В последние годы жизни Киприан был участником большого спора — о действительности крещения еретиков. Противными сторонами были: Киприан и римский епископ Стефан I. Вопрос шел, собственно, о том, может ли крещение в еретическом обществе рассматриваться как действительное или же принятие еретиков в Церковь должно производиться только под условием нового крещения. В то время как Стефан объявлял действительным то крещение, которое, согласно установлению, совершено или во имя Иисуса Христа, или во имя Св. Троицы, и подтверждал его только возложением рук; Киприан, исходя из идеи единства Церкви, с совершенной последовательностью делал вывод относительно недействительности еретического крещения: вне Церкви не может быть действительного крещения, не может быть благодати Св. Духа и пути к спасению. Крещение сохраняет силу только у тех, кто крещен был в Церкви, затем в течение известного времени принадлежал к еретическому обществу и с раскаянием возвращался в Церковь. Киприан в данном случае следовал воззрениям Тертуллиана и имел на своей стороне не только северноафриканских епископов, но и Фирмилиана Кесарийского (в Каппадокии), который решительно примкнул к Киприану (письмо его к Киприану около 256 г.). Стефан недвусмысленно заявил притязание на верховенство над всеми епископами. Киприан мудро и с достоинством отстаивал свое положение. Фирмилиан, возбужденный страстным тоном Стефана, платил ему той же монетой. Киприан твердо стоял на той точке зрения, что римский епископ только равен с ними. Стефан в споре прервал церковное общение с северно-африканскими Церквами и с Востоком, хотя и не доказано, чтобы он провел этот разрыв формально. Дионисий Александрийский в качестве посредника стремился прекратить спор и предотвратить печальные последствия его. (Euseb., Hist. eccl. VII, 2 sqq.). Co своей стороны и Киприан старался устранить страстность в споре и опасность разделения и написал De zelo et livore. Это печальное положение продолжалось до мученической кончины Стефана и Киприана.

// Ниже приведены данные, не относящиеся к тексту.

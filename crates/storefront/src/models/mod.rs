//! Session-stored models and template view types.

pub mod address;
pub mod cart_view;
pub mod consent;
pub mod session;

pub use session::keys as session_keys;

В конце 256 г. вспыхнуло гонение на христиан при Валериане. В Риме Стефан (в 256 г.) и его преемник Сикст II (258 г.) сделались жертвой преследования. В Африке мужественный епископ подготавливал паству к ожидаемому и там эдикту о гонении сочинением De exhortatione martyrii, увещал к твердости и сам показал лучший пример ее при первом допросе 30 августа 257 г. перед римским проконсулом Аспазием Патерном. Последний требовал, чтобы Киприан принес жертву богам. Киприан решительно отказался и мужественно исповедал себя христианином. Проконсул изгнал его в пустынный Курубис. Пользуясь тем, что место изгнания находилось на расстоянии одного дня пути от Карфагена, Киприан утешал свою Церковь, в другие места посылал клириков и деньги. Из Курубиса он был переведен в свое поместье. В это время вышел новый эдикт, повелевающий казнить всех предстоятелей. Киприан знал содержание эдикта и спокойно ожидал последнего допроса. Он отказался последовать совету друзей о бегстве и только еще раз тайно посетил Карфаген. 13 сентября 258 г. он был схвачен по приказанию нового проконсула Галерия Максима. 14 сентября он был представлен на допрос и еще раз исповедал свою веру и отказался принести жертву; тогда последовал смертный приговор, которым он как враг римских богов присуждался к усечению мечом. Киприан ответил: Deo gratias [Благодарение Богу!]. Казнь совершена была на площади перед городом. Громадная толпа народа сопровождала его туда. Здесь он разделся, преклонил колена и молился; двое из его клириков завязали ему глаза. Он велел выдать палачу 25 золотых. Дрожащими руками глубоко тронутый палач выполнил приговор. Христиане похоронили тело мученика вблизи места казни.